Now, he said, he is shifting his business to the First Community Bank in Elgin. A spokeswoman for Bank of America said the bank does not comment on individual customers. But she said, “We continue to develop small business relationships and are committed to the small business customer and space.”
Bankers say that some of the confusion in the marketplace has been caused by ill-founded complaints by small-business owners. Consider that most small companies are not looking for loans: the Barlow survey found that 70 percent of small businesses had not applied for any credit in the past year. That, said Bob Seiwert, head of the American Banker Association’s Center for Commercial Lending and Business Banking, is because fewer businesses see opportunities to grow in a down economy — and the businesses that do come looking for loans tend to be financially vulnerable and thus most likely to be turned down for sound banking reasons.

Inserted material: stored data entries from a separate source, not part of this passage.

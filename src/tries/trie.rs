//! Live trie over an arena of nodes.

use std::io::{Read, Write};

use anyhow::Result;

use crate::cursor::ByteCursor;
use crate::queue::Queue;
use crate::{Build, Error, Search, Serializable};

/// Index of a node in the arena of a [`Trie`].
pub type NodeId = usize;

/// Bytes of `size:u32 | eow:u8` heading every record of the recursive format.
const RECORD_HEADER: usize = 5;

/// Node of a [`Trie`].
///
/// Children are kept sorted by key.
#[derive(Default, Debug, Clone, PartialEq, Eq)]
pub struct TrieNode {
    children: Vec<(u8, NodeId)>,
    is_end_of_word: bool,
}

impl TrieNode {
    /// Checks if the path to this node spells an inserted word.
    pub const fn is_end_of_word(&self) -> bool {
        self.is_end_of_word
    }

    /// Returns the `(key, child)` pairs in ascending key order.
    pub fn children(&self) -> &[(u8, NodeId)] {
        &self.children
    }

    /// Returns the number of children.
    pub fn num_children(&self) -> usize {
        self.children.len()
    }

    /// Returns the child reached by `key`, or [`None`] if absent.
    #[inline(always)]
    pub fn child(&self, key: u8) -> Option<NodeId> {
        self.children
            .binary_search_by_key(&key, |&(k, _)| k)
            .ok()
            .map(|i| self.children[i].1)
    }
}

/// Live trie supporting incremental insertion.
///
/// Nodes live in one arena and refer to their children by [`NodeId`]; the root is
/// [`Trie::ROOT`]. A child is always allocated after its parent, so its id is larger.
///
/// # Serialization
///
/// [`Serializable`] uses the recursive format
/// `size:u32 | eow:u8 | { key:u8 | <child record> }*`,
/// where `size` is the byte length of the whole record including its descendants.
///
/// # Examples
///
/// ```
/// # fn main() -> anyhow::Result<()> {
/// use trie_encodings::{prelude::*, Trie};
///
/// let mut trie = Trie::new();
/// trie.insert("ab");
/// trie.insert("c");
///
/// assert!(trie.search("ab"));
/// assert!(!trie.search("a"));
/// assert!(trie.starts_with("a"));
///
/// let bytes = trie.to_bytes()?;
/// assert_eq!(bytes, [
///     0, 0, 0, 23, 0,
///     b'a', 0, 0, 0, 11, 0,
///     b'b', 0, 0, 0, 5, 1,
///     b'c', 0, 0, 0, 5, 1,
/// ]);
/// assert_eq!(Trie::from_bytes(&bytes)?, trie);
/// # Ok(())
/// # }
/// ```
#[derive(Debug, Clone)]
pub struct Trie {
    nodes: Vec<TrieNode>,
}

impl Default for Trie {
    fn default() -> Self {
        Self {
            nodes: vec![TrieNode::default()],
        }
    }
}

impl Trie {
    /// Id of the root node.
    pub const ROOT: NodeId = 0;

    /// Creates a trie holding only the root.
    pub fn new() -> Self {
        Self::default()
    }

    /// Creates a trie holding every word of `words`, inserted in order.
    pub fn create<I, W>(words: I) -> Self
    where
        I: IntoIterator<Item = W>,
        W: AsRef<[u8]>,
    {
        let mut this = Self::new();
        words.into_iter().for_each(|w| this.insert(w));
        tracing::debug!(nodes = this.num_nodes(), "created trie");
        this
    }

    /// Inserts `word`, creating the missing nodes on its path.
    ///
    /// # Examples
    ///
    /// ```
    /// use trie_encodings::{prelude::*, Trie};
    ///
    /// let mut trie = Trie::new();
    /// trie.insert("hey");
    /// trie.insert("hello");
    /// assert_eq!(trie.num_nodes(), 7);
    /// assert_eq!(trie.num_words(), 2);
    /// ```
    pub fn insert<W: AsRef<[u8]>>(&mut self, word: W) {
        let mut cur = Self::ROOT;
        for &key in word.as_ref() {
            let children = &self.nodes[cur].children;
            cur = match children.binary_search_by_key(&key, |&(k, _)| k) {
                Ok(i) => children[i].1,
                Err(i) => {
                    let id = self.nodes.len();
                    self.nodes.push(TrieNode::default());
                    self.nodes[cur].children.insert(i, (key, id));
                    id
                }
            };
        }
        self.nodes[cur].is_end_of_word = true;
    }

    /// Returns the node reached by spelling `word` from the root, or [`None`] if the path breaks.
    pub fn find<W: AsRef<[u8]>>(&self, word: W) -> Option<NodeId> {
        word.as_ref()
            .iter()
            .try_fold(Self::ROOT, |cur, &key| self.nodes[cur].child(key))
    }

    /// Returns the root node.
    pub fn root(&self) -> &TrieNode {
        &self.nodes[Self::ROOT]
    }

    /// Returns the node of `id`, or [`None`] if out of bounds.
    pub fn node(&self, id: NodeId) -> Option<&TrieNode> {
        self.nodes.get(id)
    }

    /// Returns all nodes indexed by [`NodeId`].
    pub fn nodes(&self) -> &[TrieNode] {
        &self.nodes
    }

    /// Returns the number of nodes, including the root.
    pub fn num_nodes(&self) -> usize {
        self.nodes.len()
    }

    /// Returns the number of distinct words inserted.
    pub fn num_words(&self) -> usize {
        self.nodes.iter().filter(|n| n.is_end_of_word).count()
    }

    /// Creates an iterator walking the trie in level order, as [`LevelStep`]s.
    ///
    /// # Examples
    ///
    /// ```
    /// use trie_encodings::{tries::LevelStep, Trie};
    ///
    /// let trie = Trie::create(["ab", "c"]);
    /// let steps: Vec<_> = trie.level_order().collect();
    /// assert_eq!(steps, [
    ///     LevelStep::Child { key: b'a', node: 1, end_of_word: false },
    ///     LevelStep::Child { key: b'c', node: 3, end_of_word: true },
    ///     LevelStep::Close,
    ///     LevelStep::Child { key: b'b', node: 2, end_of_word: true },
    ///     LevelStep::Close,
    ///     LevelStep::Close,
    ///     LevelStep::Close,
    /// ]);
    /// ```
    pub fn level_order(&self) -> LevelOrder<'_> {
        LevelOrder::new(self)
    }

    /// Returns the byte length of the record of every node, indexed by [`NodeId`].
    fn record_sizes(&self) -> Vec<usize> {
        let mut sizes = vec![0; self.nodes.len()];
        // Children have larger ids than their parent.
        for id in (0..self.nodes.len()).rev() {
            sizes[id] = self.nodes[id]
                .children
                .iter()
                .fold(RECORD_HEADER, |acc, &(_, child)| acc + 1 + sizes[child]);
        }
        sizes
    }

    fn encode(&self) -> Result<Vec<u8>> {
        let sizes = self.record_sizes();
        crate::utils::to_u32(sizes[Self::ROOT], "record size")?;

        enum Item {
            Key(u8),
            Node(NodeId),
        }

        let mut cur = ByteCursor::new(vec![0; sizes[Self::ROOT]]);
        let mut stack = vec![Item::Node(Self::ROOT)];
        while let Some(item) = stack.pop() {
            match item {
                Item::Key(key) => cur.set_u8(key)?,
                Item::Node(id) => {
                    let node = &self.nodes[id];
                    cur.set_u32(sizes[id] as u32)?;
                    cur.set_u8(u8::from(node.is_end_of_word))?;
                    for &(key, child) in node.children.iter().rev() {
                        stack.push(Item::Node(child));
                        stack.push(Item::Key(key));
                    }
                }
            }
        }
        debug_assert_eq!(cur.offset(), cur.len());
        Ok(cur.into_inner())
    }

    fn decode(bytes: &[u8]) -> Result<Self> {
        let mut cur = ByteCursor::new(bytes);
        let (size, is_end_of_word) = read_header(&mut cur)?;
        if size != bytes.len() {
            return Err(Error::malformed(format!(
                "root record size {size} does not match the {}-byte buffer",
                bytes.len()
            ))
            .into());
        }

        let mut this = Self {
            nodes: vec![TrieNode {
                children: vec![],
                is_end_of_word,
            }],
        };
        let mut stack = vec![(Self::ROOT, size)];
        while let Some(&(parent, end)) = stack.last() {
            if cur.offset() == end {
                stack.pop();
                continue;
            }
            let key = cur.get_u8()?;
            let start = cur.offset();
            let (size, is_end_of_word) = read_header(&mut cur)?;
            let child_end = start + size;
            if end < child_end {
                return Err(Error::malformed(format!(
                    "record at {start} ends at {child_end}, past its parent's end {end}"
                ))
                .into());
            }
            let id = this.nodes.len();
            let children = &mut this.nodes[parent].children;
            match children.binary_search_by_key(&key, |&(k, _)| k) {
                Ok(_) => {
                    return Err(
                        Error::malformed(format!("duplicate key {key} in record at {start}")).into(),
                    )
                }
                Err(i) => children.insert(i, (key, id)),
            }
            this.nodes.push(TrieNode {
                children: vec![],
                is_end_of_word,
            });
            stack.push((id, child_end));
        }
        Ok(this)
    }
}

/// Reads `size:u32 | eow:u8` and checks that the size covers at least the header.
fn read_header(cur: &mut ByteCursor<&[u8]>) -> Result<(usize, bool)> {
    let start = cur.offset();
    let size = cur.get_u32()? as usize;
    if size < RECORD_HEADER {
        return Err(Error::malformed(format!(
            "record at {start} has size {size}, smaller than its header"
        ))
        .into());
    }
    let is_end_of_word = match cur.get_u8()? {
        0 => false,
        1 => true,
        x => {
            return Err(Error::malformed(format!(
                "record at {start} has end-of-word byte {x}"
            ))
            .into())
        }
    };
    Ok((size, is_end_of_word))
}

impl PartialEq for Trie {
    /// Compares the tree shapes, regardless of how the nodes are numbered.
    fn eq(&self, other: &Self) -> bool {
        let mut stack = vec![(Self::ROOT, Self::ROOT)];
        while let Some((a, b)) = stack.pop() {
            let (a, b) = (&self.nodes[a], &other.nodes[b]);
            if a.is_end_of_word != b.is_end_of_word || a.children.len() != b.children.len() {
                return false;
            }
            for (&(ka, ca), &(kb, cb)) in a.children.iter().zip(&b.children) {
                if ka != kb {
                    return false;
                }
                stack.push((ca, cb));
            }
        }
        true
    }
}

impl Eq for Trie {}

impl Build for Trie {
    /// Creates a new trie from `words`.
    ///
    /// # Errors
    ///
    /// Never.
    fn build_from_words<I, W>(words: I) -> Result<Self>
    where
        I: IntoIterator<Item = W>,
        W: AsRef<[u8]>,
    {
        Ok(Self::create(words))
    }
}

impl Search for Trie {
    fn search<W: AsRef<[u8]>>(&self, word: W) -> bool {
        self.find(word)
            .map_or(false, |id| self.nodes[id].is_end_of_word)
    }

    fn starts_with<W: AsRef<[u8]>>(&self, prefix: W) -> bool {
        self.find(prefix).is_some()
    }
}

impl Serializable for Trie {
    fn serialize_into<W: Write>(&self, mut writer: W) -> Result<usize> {
        let bytes = self.encode()?;
        writer.write_all(&bytes)?;
        tracing::debug!(nodes = self.num_nodes(), bytes = bytes.len(), "serialized trie");
        Ok(bytes.len())
    }

    fn deserialize_from<R: Read>(mut reader: R) -> Result<Self> {
        let mut bytes = vec![];
        reader.read_to_end(&mut bytes)?;
        let this = Self::decode(&bytes)?;
        tracing::debug!(nodes = this.num_nodes(), bytes = bytes.len(), "deserialized trie");
        Ok(this)
    }

    fn size_in_bytes(&self) -> usize {
        self.record_sizes()[Self::ROOT]
    }
}

/// Step of a level-order walk, created by [`Trie::level_order()`].
#[derive(Debug, Clone, Copy, PartialEq, Eq)]
pub enum LevelStep {
    /// Visits a child of the node being expanded.
    Child {
        /// Label of the edge into the child.
        key: u8,
        /// The child.
        node: NodeId,
        /// End-of-word flag of the child.
        end_of_word: bool,
    },
    /// Ends the children of the node being expanded.
    Close,
}

/// Iterator walking a [`Trie`] in level order.
///
/// Nodes are expanded in breadth-first order starting at the root. Expanding a node yields
/// one [`LevelStep::Child`] per child in ascending key order, then one [`LevelStep::Close`].
/// A trie of `n` nodes yields `n - 1` children and `n` closes.
pub struct LevelOrder<'a> {
    trie: &'a Trie,
    queue: Queue<NodeId>,
    expanding: Option<(NodeId, usize)>,
}

impl<'a> LevelOrder<'a> {
    /// Creates a new iterator.
    pub fn new(trie: &'a Trie) -> Self {
        let mut queue = Queue::new();
        queue.push(Trie::ROOT);
        Self {
            trie,
            queue,
            expanding: None,
        }
    }
}

impl Iterator for LevelOrder<'_> {
    type Item = LevelStep;

    fn next(&mut self) -> Option<Self::Item> {
        let (id, i) = match self.expanding {
            Some(state) => state,
            None => (self.queue.shift()?, 0),
        };
        match self.trie.nodes[id].children.get(i) {
            Some(&(key, node)) => {
                self.queue.push(node);
                self.expanding = Some((id, i + 1));
                Some(LevelStep::Child {
                    key,
                    node,
                    end_of_word: self.trie.nodes[node].is_end_of_word,
                })
            }
            None => {
                self.expanding = None;
                Some(LevelStep::Close)
            }
        }
    }
}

“The fact is, a lot of borrowers just aren’t creditworthy,” said Sherrill Stockton, senior vice president of Sonoma Bank, which is part of Sterling Savings Bank in Spokane, Wash. “But it’s human nature, if you get turned down, to go around saying that there are no loans available.”
Bankers say that small-business owners looking for a loan should start by knowing which business measures — debt-to-equity ratio, for example, or net margins — lenders focus on when evaluating loan applications in their industry. Bankers say would-be borrowers should demonstrate exactly how they plan to use the money and why the plan makes sense.
This month, for instance, Chandan Patel borrowed $3.7 million from Sonoma Bank to buy her second hotel property, a Comfort Suites hotel in Castro Valley, Calif. She said she had demonstrated to her banker that she would be able to increase the property’s average daily rate, a critical yardstick in the hotel industry, by raising room prices while improving customer service and adding amenities. It helped that she was able to point to a track record of maintaining an unusually high daily rate at her other property.
Both bankers and borrowers say the human side of lending requires as much attention as the technical aspects. Small-business owners should cultivate a relationship with a local banker — ideally, long before they need a loan — and treat that relationship as a long-term partnership.
Bob Davis, chief executive of Virtual Driver Interactive, which makes driving simulators, benefited from a personal banking relationship when he was looking to buy his California business from his former employer late last year in the early days of the financial crisis. For tax reasons, the deal had to happen in just 90 days, or it would not happen at all. And because the business had been part of a larger operation, its financial performance was difficult to demonstrate. “It wasn’t an easy sell,” Mr. Davis said.
He happened to meet Greg Patton, the chief executive of Sierra Vista Bank in Folsom, Calif., at a local golf course, and Mr. Patton invited him to spend a couple of hours talking about the business. “No numbers, no spreadsheets, let’s just talk,” Mr. Patton told him.
After the talk, Mr. Patton became an advocate for the deal, Mr. Davis said. He asked for a set of financials and a two-year projection for the business. More important, though, he coached Mr. Davis through the loan review process. More than once during the process, issues came up that could have scuttled the deal. Each time, Mr. Davis says, huddled with his bankers and found a solution. The $900,000 loan went through in February, just ahead of the deadline.
Still, business loan applicants should expect to be closely scrutinized, especially by smaller community banks that have generally eschewed the formula-based lending practices many national banks adopted in recent years.
But Ranjit Kushwaha, who recently borrowed in the high six figures to buy the building in Monterey, Calif., that houses his Indian Summer Restaurant, was glad to see his bank being careful. “They made me jump through all kinds of hoops,” he said. “They’re very cautious — but that’s good. Otherwise, we’d all end up with the same problems again.”